The monumental monograph of Adam Tooze demonstrates how closely the financial and economic interdependence of the leading global currency power, the USA, with the rest of the world has already become.*24* In concrete terms, this means that crisis shocks to the leading global power (and indeed to every leading power, not just the USA – I would add) inevitably spill over to the rest of the world. When American securities (the subprime bonds) started to falter, interbank traffic in Europe froze. Subsequently, it was also the FED as lender of last resort, which alone was able to put an end to this petrification by printing dollars. Those who make themselves dependent on the center, whether they like it or not, are also subject to the rules of the center. Tooze has demonstrated this elementary truth for the world’s dependence on the US and its dollar reserve currency. The same dependence, however, applies – and I think this is just as inevitable – to the dependence of the euro zone on Germany, the leading economic power in the region – regardless of whether Germany intends to do so or not.

Tooze’s question of whether Merkel and Schäuble acted correctly at the time when they subjected Greece to such a murderous ordeal remains unanswered. Total debt cancellation, i.e. an official state bankruptcy, as Hans-Werner Sinn, if I remember correctly, demanded early on, would probably have cost far fewer victims. Greece would have had to leave the euro zone for a limited period, its creditworthiness would have been shaken for at least a decade – that fact alone should sufficiently deter all other eurosceptics. But Greece would then rely on its own strength to overcome the crisis and realize that its misfortune was caused by nobody but itself. In any case, this alternative would have spared the people of Greece the additional humiliation of the ordeal imposed on them by the troika of IMF, ECB and the European Commission. I even think that, in this case, the rest of Europe, and Germany in particular, would have cut a much better figure, because they could have voluntarily bestowed a modicum of aid and help on poor Greece. Since Greece was unable to pay its debts anyway and will never repay them (as the IMF recognized early on), debt restructuring or complete debt cancellation, i.e. state bankruptcy, would have been the more honest and probably the much better solution. After all Greece’s economy was far too small to pull the whole of Europe into the maelstrom.

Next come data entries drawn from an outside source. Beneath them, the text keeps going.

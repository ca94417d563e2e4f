use async_trait::async_trait;
use chrono::{DateTime, Utc};
use model::{track::TrackPoint, vehicle::VehicleReading, GeoPoint};

/// Current position of every vehicle in the fleet.
///
/// Transport failures are handled by the implementation: they are logged
/// and an empty snapshot is returned.
#[async_trait]
pub trait VehicleSource {
    async fn current_vehicles(&self) -> Vec<VehicleReading>;
}

/// Historical GPS samples, most recent first.
#[async_trait]
pub trait TrackSource {
    /// Samples observed at or after `since`, optionally for one vehicle only.
    async fn track_since(
        &self,
        since: DateTime<Utc>,
        vehicle: Option<&str>,
    ) -> Vec<TrackPoint>;
}

/// Free text to coordinates. `None` when nothing matches or the lookup failed.
#[async_trait]
pub trait Geocoder {
    async fn geocode(&self, location: &str) -> Option<GeoPoint>;
}
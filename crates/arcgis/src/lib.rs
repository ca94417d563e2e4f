use std::error;
use std::fmt;
use std::sync::Arc;

pub mod client;
pub mod feed;
pub mod feature;

#[derive(Debug, Clone)]
pub enum ApiError {
    RequestError(Arc<reqwest::Error>),
    JsonError(Arc<serde_json::Error>),
    InvalidResponse {
        status_code: reqwest::StatusCode,
        url: String,
        response: Option<String>,
    },
    /// The service answered, but with an error object instead of features.
    ServiceError {
        code: Option<i64>,
        message: String,
    },
}

impl error::Error for ApiError {}

impl fmt::Display for ApiError {
    fn fmt(&self, f: &mut fmt::Formatter) -> fmt::Result {
        match self {
            ApiError::RequestError(e) => write!(f, "HTTP request error: {}", e),
            ApiError::JsonError(e) => write!(f, "JSON parse error: {}", e),
            ApiError::InvalidResponse {
                status_code,
                url,
                response,
            } => match response {
                Some(text) => {
                    write!(f, "Invalid Response ({}) {}: {}", status_code, text, url)
                }
                None => write!(f, "Invalid Response ({}) {}", status_code, url),
            },
            ApiError::ServiceError { code, message } => match code {
                Some(code) => write!(f, "Feature service error {}: {}", code, message),
                None => write!(f, "Feature service error: {}", message),
            },
        }
    }
}

impl From<reqwest::Error> for ApiError {
    fn from(e: reqwest::Error) -> Self {
        ApiError::RequestError(Arc::new(e))
    }
}

impl From<serde_json::Error> for ApiError {
    fn from(e: serde_json::Error) -> Self {
        ApiError::JsonError(Arc::new(e))
    }
}
pub mod date_time {
    use core::fmt;

    use chrono::{DateTime, Utc};
    use serde::{
        de::{self, IgnoredAny, Visitor},
        Deserializer,
    };

    use crate::time::{from_epoch_millis, parse_timestamp};

    /// Deserialize a timestamp given either as ISO-8601 text or as epoch
    /// milliseconds (number or numeric text).
    ///
    /// Unusable values become `None` instead of failing the surrounding
    /// record, so use it together with `#[serde(default)]`.
    pub fn deserialize_loose_option<'de, D>(
        deserializer: D,
    ) -> Result<Option<DateTime<Utc>>, D::Error>
    where
        D: Deserializer<'de>,
    {
        struct LooseVisitor;

        impl<'de> Visitor<'de> for LooseVisitor {
            type Value = Option<DateTime<Utc>>;

            fn expecting(&self, formatter: &mut fmt::Formatter) -> fmt::Result {
                formatter.write_str("an ISO-8601 string or epoch milliseconds")
            }

            fn visit_str<E>(self, value: &str) -> Result<Self::Value, E>
            where
                E: de::Error,
            {
                Ok(parse_timestamp(value))
            }

            fn visit_i64<E>(self, value: i64) -> Result<Self::Value, E>
            where
                E: de::Error,
            {
                Ok(from_epoch_millis(value))
            }

            fn visit_u64<E>(self, value: u64) -> Result<Self::Value, E>
            where
                E: de::Error,
            {
                Ok(i64::try_from(value).ok().and_then(from_epoch_millis))
            }

            fn visit_f64<E>(self, value: f64) -> Result<Self::Value, E>
            where
                E: de::Error,
            {
                if value.is_finite() {
                    Ok(from_epoch_millis(value.trunc() as i64))
                } else {
                    Ok(None)
                }
            }

            fn visit_bool<E>(self, _value: bool) -> Result<Self::Value, E>
            where
                E: de::Error,
            {
                Ok(None)
            }

            fn visit_none<E>(self) -> Result<Self::Value, E>
            where
                E: de::Error,
            {
                Ok(None)
            }

            fn visit_unit<E>(self) -> Result<Self::Value, E>
            where
                E: de::Error,
            {
                Ok(None)
            }

            fn visit_some<D>(self, deserializer: D) -> Result<Self::Value, D::Error>
            where
                D: Deserializer<'de>,
            {
                deserializer.deserialize_any(LooseVisitor)
            }

            fn visit_seq<A>(self, mut seq: A) -> Result<Self::Value, A::Error>
            where
                A: de::SeqAccess<'de>,
            {
                while seq.next_element::<IgnoredAny>()?.is_some() {}
                Ok(None)
            }

            fn visit_map<A>(self, mut map: A) -> Result<Self::Value, A::Error>
            where
                A: de::MapAccess<'de>,
            {
                while map.next_entry::<IgnoredAny, IgnoredAny>()?.is_some() {}
                Ok(None)
            }
        }

        deserializer.deserialize_any(LooseVisitor)
    }

}
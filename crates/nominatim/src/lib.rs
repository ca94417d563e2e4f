use std::{error, fmt, sync::Arc, time::Duration};

use async_trait::async_trait;
use model::GeoPoint;
use serde::{Deserialize, Serialize};
use serde_with::{serde_as, DisplayFromStr};
use tracker::source::Geocoder;

pub const NOMINATIM_URL: &str = "https://nominatim.openstreetmap.org/search";

/// Appended to free text that does not name a region.
const REGION_SUFFIX: &str = "Pittsburgh, PA";
const STATE_SUFFIX: &str = "PA";
const REGION_WORDS: [&str; 3] = ["pa", "pennsylvania", "pittsburgh"];

#[derive(Debug, Clone)]
pub enum GeocodeError {
    RequestError(Arc<reqwest::Error>),
    JsonError(Arc<serde_json::Error>),
    InvalidResponse {
        status_code: reqwest::StatusCode,
        url: String,
    },
}

impl error::Error for GeocodeError {}

impl fmt::Display for GeocodeError {
    fn fmt(&self, f: &mut fmt::Formatter) -> fmt::Result {
        match self {
            GeocodeError::RequestError(e) => write!(f, "HTTP request error: {}", e),
            GeocodeError::JsonError(e) => write!(f, "JSON parse error: {}", e),
            GeocodeError::InvalidResponse { status_code, url } => {
                write!(f, "Invalid Response ({}) {}", status_code, url)
            }
        }
    }
}

impl From<reqwest::Error> for GeocodeError {
    fn from(e: reqwest::Error) -> Self {
        GeocodeError::RequestError(Arc::new(e))
    }
}

impl From<serde_json::Error> for GeocodeError {
    fn from(e: serde_json::Error) -> Self {
        GeocodeError::JsonError(Arc::new(e))
    }
}

#[derive(Debug, Clone, Serialize)]
struct SearchQuery<'a> {
    q: &'a str,
    format: &'static str,
    limit: u32,
}

#[serde_as]
#[derive(Debug, Clone, Deserialize)]
pub struct Place {
    #[serde_as(as = "DisplayFromStr")]
    pub lat: f64,
    #[serde_as(as = "DisplayFromStr")]
    pub lon: f64,
    pub display_name: Option<String>,
}

impl From<Place> for GeoPoint {
    fn from(place: Place) -> Self {
        GeoPoint::new(place.lat, place.lon)
    }
}

/// Qualify free text so that the search stays in the service area.
///
/// A bare five digit postal code gets the state appended; any other text
/// without a comma or a region word gets the city and state appended.
pub fn normalize_query(location: &str) -> String {
    let location = location.trim();

    if location.len() == 5 && location.chars().all(|c| c.is_ascii_digit()) {
        return format!("{location}, {STATE_SUFFIX}");
    }

    let lowercase = location.to_lowercase();
    let has_region = lowercase.contains(',')
        || lowercase
            .split(|c: char| !c.is_alphanumeric())
            .any(|word| REGION_WORDS.contains(&word));
    if has_region {
        location.to_owned()
    } else {
        format!("{location}, {REGION_SUFFIX}")
    }
}

pub struct NominatimClient {
    http: reqwest::Client,
    url: String,
}

impl NominatimClient {
    pub fn new<S: Into<String>>(
        url: S,
        user_agent: &str,
        timeout: Duration,
    ) -> Result<Self, GeocodeError> {
        let http = reqwest::Client::builder()
            .user_agent(user_agent)
            .timeout(timeout)
            .build()?;
        Ok(Self {
            http,
            url: url.into(),
        })
    }

    /// Best match for `location`, `Ok(None)` if nothing matched.
    pub async fn search(&self, location: &str) -> Result<Option<GeoPoint>, GeocodeError> {
        let query = normalize_query(location);
        log::debug!("Geocoding '{query}' via '{}'.", self.url);

        let response = self
            .http
            .get(&self.url)
            .query(&SearchQuery {
                q: &query,
                format: "json",
                limit: 1,
            })
            .send()
            .await?;

        match response.status() {
            reqwest::StatusCode::OK => {
                let body = response.text().await?;
                Ok(best_match(&body)?)
            }
            other => Err(GeocodeError::InvalidResponse {
                status_code: other,
                url: self.url.clone(),
            }),
        }
    }
}

fn best_match(body: &str) -> Result<Option<GeoPoint>, serde_json::Error> {
    let places: Vec<Place> = serde_json::from_str(body)?;
    Ok(places.into_iter().next().map(GeoPoint::from))
}

#[async_trait]
impl Geocoder for NominatimClient {
    async fn geocode(&self, location: &str) -> Option<GeoPoint> {
        self.search(location).await.unwrap_or_else(|why| {
            log::error!("Geocoding failed: {}", why);
            None
        })
    }
}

In his analysis of the decade between 2008 and 2018, Adam Tooze speaks exclusively about acute crises – not about those that have been smoldering underground for at least half a century. For this reason, one searches in vain for words like “ecology” or “ecological sustainability” in his 700-page monograph. This is somewhat surprising as the awareness of an impending environmental crisis originated in the United States and that it was an American president too – Jimmy Carter – who had commissioned the major environmental study “Global 2000”. Moreover, it was Vice President Al Gore who saw the destruction of the environment as the greatest and most momentous challenge of our time, and it was President Obama who followed him in this assessment. Why do we find only five incidental references to “climate change” in the otherwise comprehensive book by Adam Tooze?

Unfortunately, Tooze proves to be a realist who faithfully reflects global political and economic reality. During the world financial crisis of 2008 and the euro crisis that followed, the environment was simply forgotten – and the same is true today of our reaction to Covid-19. All we then thought and now think about is how to get the stuttering fossil fuel engine going again – as quickly as possible or even faster than before. In other words, for the biggest crisis of all the elites are by no means prepared. Their motto is: Let everything just be as it was before (including growing inequality and environmental destruction)! I assume that Prof. Adam Tooze would without hesitation subscribe to this truth.

All quotes are taken from the ebook version of “Crashed” with the position indicated:

*1* On a global level, industrial output, stock markets and trade were all falling at least as fast in 2008-2009 as they had in 1929 (3456).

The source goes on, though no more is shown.